The Covid pandemic has had a very strong impact on the mental health of children, probably affected in the strongest and most personal way: the study

Young girl (Pixabay)


The impact of the Covid-19 pandemic on everyone’s life has been devastating. Just think about how much the Coronavirus has limited our sociability, as well as our large or small daily actions. Since the beginning of 2020 it has been a succession of difficulties, between limitations and restrictions which have actually complicated the lives of all of us. But who paid the most in terms of health not only physical (we know that in the latter case it was the elderly who were most affected) but above all mental, were the younger boys and girls. Especially the latter, who paid more than males for the great impediments linked to being together, meeting and sharing experiences. Events, parties, concerts, travels, simple gatherings at the bar or restaurant: only in the last year have we started to savor a newfound normalitybut first everything listed above has suffered a very strong setback which, in many cases, has forever marked someone’s lives.
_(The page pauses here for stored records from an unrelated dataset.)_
//! Benchmarks for pipeline execution.

use criterion::{black_box, criterion_group, criterion_main, Criterion};
use fleetflow::context::ContextRecord;
use fleetflow::tools::{agent_chain, maintenance_flow, FailureHorizon, MaintenanceRequest};

fn pipeline_benchmark(c: &mut Criterion) {
    let Ok(rt) = tokio::runtime::Builder::new_current_thread().build() else {
        return;
    };

    let Ok(flow) = maintenance_flow(FailureHorizon::Fixed(6)) else {
        return;
    };
    c.bench_function("maintenance_flow", |b| {
        b.iter(|| {
            let initial = MaintenanceRequest::new("TRUCK-22").into_record();
            black_box(rt.block_on(flow.run(initial)))
        });
    });

    let Ok(chain) = agent_chain() else {
        return;
    };
    c.bench_function("agent_chain", |b| {
        b.iter(|| {
            let initial = ContextRecord::new().with("vehicle_id", "TRUCK-22");
            black_box(rt.block_on(chain.run(initial)))
        });
    });
}

criterion_group!(benches, pipeline_benchmark);
criterion_main!(benches);
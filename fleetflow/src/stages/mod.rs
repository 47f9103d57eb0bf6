//! Stage trait and implementations.
//!
//! Stages are the fundamental units of work in a fleetflow pipeline. Each
//! one reads the fields its signature declares and returns the fields it
//! contributes to the running context.

mod signature;

pub use signature::StageSignature;

use crate::context::StageInputs;
use crate::core::StageOutput;
use crate::tools::ToolDefinition;
use async_trait::async_trait;
use std::fmt::Debug;

/// Trait for pipeline stages.
#[async_trait]
pub trait Stage: Send + Sync + Debug {
    /// Returns the name of the stage.
    fn name(&self) -> &str;

    /// Returns the fields the stage reads and writes.
    fn signature(&self) -> &StageSignature;

    /// Returns the tool definition when the stage wraps a tool.
    fn definition(&self) -> Option<&ToolDefinition> {
        None
    }

    /// Executes the stage.
    ///
    /// # Arguments
    ///
    /// * `inputs` - The context fields declared in the signature
    ///
    /// # Returns
    ///
    /// The stage output indicating success or failure.
    async fn execute(&self, inputs: StageInputs) -> StageOutput;
}

/// A simple function-based stage.
///
/// Plain functions over `StageInputs` become stages by pairing them with a
/// name and a signature.
pub struct FnStage<F>
where
    F: Fn(&StageInputs) -> StageOutput + Send + Sync,
{
    name: String,
    signature: StageSignature,
    func: F,
}

impl<F> FnStage<F>
where
    F: Fn(&StageInputs) -> StageOutput + Send + Sync,
{
    /// Creates a new function-based stage.
    pub fn new(name: impl Into<String>, signature: StageSignature, func: F) -> Self {
        Self {
            name: name.into(),
            signature,
            func,
        }
    }
}

impl<F> Debug for FnStage<F>
where
    F: Fn(&StageInputs) -> StageOutput + Send + Sync,
{
    fn fmt(&self, f: &mut std::fmt::Formatter<'_>) -> std::fmt::Result {
        f.debug_struct("FnStage")
            .field("name", &self.name)
            .field("signature", &self.signature)
            .finish()
    }
}

#[async_trait]
impl<F> Stage for FnStage<F>
where
    F: Fn(&StageInputs) -> StageOutput + Send + Sync,
{
    fn name(&self) -> &str {
        &self.name
    }

    fn signature(&self) -> &StageSignature {
        &self.signature
    }

    async fn execute(&self, inputs: StageInputs) -> StageOutput {
        (self.func)(&inputs)
    }
}

/// A no-op stage for testing.
#[derive(Debug, Clone)]
pub struct NoOpStage {
    name: String,
    signature: StageSignature,
}

impl NoOpStage {
    /// Creates a new no-op stage.
    #[must_use]
    pub fn new(name: impl Into<String>) -> Self {
        Self {
            name: name.into(),
            signature: StageSignature::new(),
        }
    }
}

#[async_trait]
impl Stage for NoOpStage {
    fn name(&self) -> &str {
        &self.name
    }

    fn signature(&self) -> &StageSignature {
        &self.signature
    }

    async fn execute(&self, _inputs: StageInputs) -> StageOutput {
        StageOutput::ok_empty()
    }
}

#[cfg(test)]
mod tests {
    use super::*;
    use crate::context::ContextRecord;

    #[tokio::test]
    async fn test_fn_stage() {
        let stage = FnStage::new(
            "echo",
            StageSignature::new().requires(["x"]).produces(["y"]),
            |inputs| match inputs.require_i64("x") {
                Ok(x) => StageOutput::ok_value("y", x + 1),
                Err(e) => StageOutput::fail(e.to_string()),
            },
        );

        assert_eq!(stage.name(), "echo");
        assert_eq!(stage.signature().outputs, vec!["y"]);

        let inputs = StageInputs::new("echo", ContextRecord::new().with("x", 1));
        let output = stage.execute(inputs).await;
        assert_eq!(output.get("y"), Some(&serde_json::json!(2)));
    }

    #[tokio::test]
    async fn test_noop_stage() {
        let stage = NoOpStage::new("noop");
        assert_eq!(stage.name(), "noop");

        let output = stage.execute(StageInputs::default()).await;
        assert!(output.is_success());
        assert!(output.data.is_empty());
    }
}
//! Testing utilities for fleetflow pipelines and agents.
//!
//! This module provides:
//! - Recording and failing stages
//! - Counting and failing agents
//! - Assertions for stage outputs and context records

mod assertions;
mod mocks;

pub use assertions::{
    assert_output_contains, assert_output_failed, assert_output_succeeded,
    assert_record_has_fields, assert_record_superset,
};
pub use mocks::{CountingAgent, FailingAgent, FailingStage, RecordingStage};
There have been many studies, especially from a psychological point of view, to understand what the real impact of the pandemic has been on young people. In particular, after the stop to school activities that turned out to be determined for the training of characters and of personality of boys, especially in younger ages. There distance learning it has somewhat curbed the problem, but the homebound youths have suffered enormously from the lack of “physical contact” with their peers. But there’s more: the research has also shown that the various waves of Covid-19 have dug a big one groove of gender, a gap that has seen girls suffer more than boys for all that the health emergency has entailed. So let’s see what these studies were and what results they produced.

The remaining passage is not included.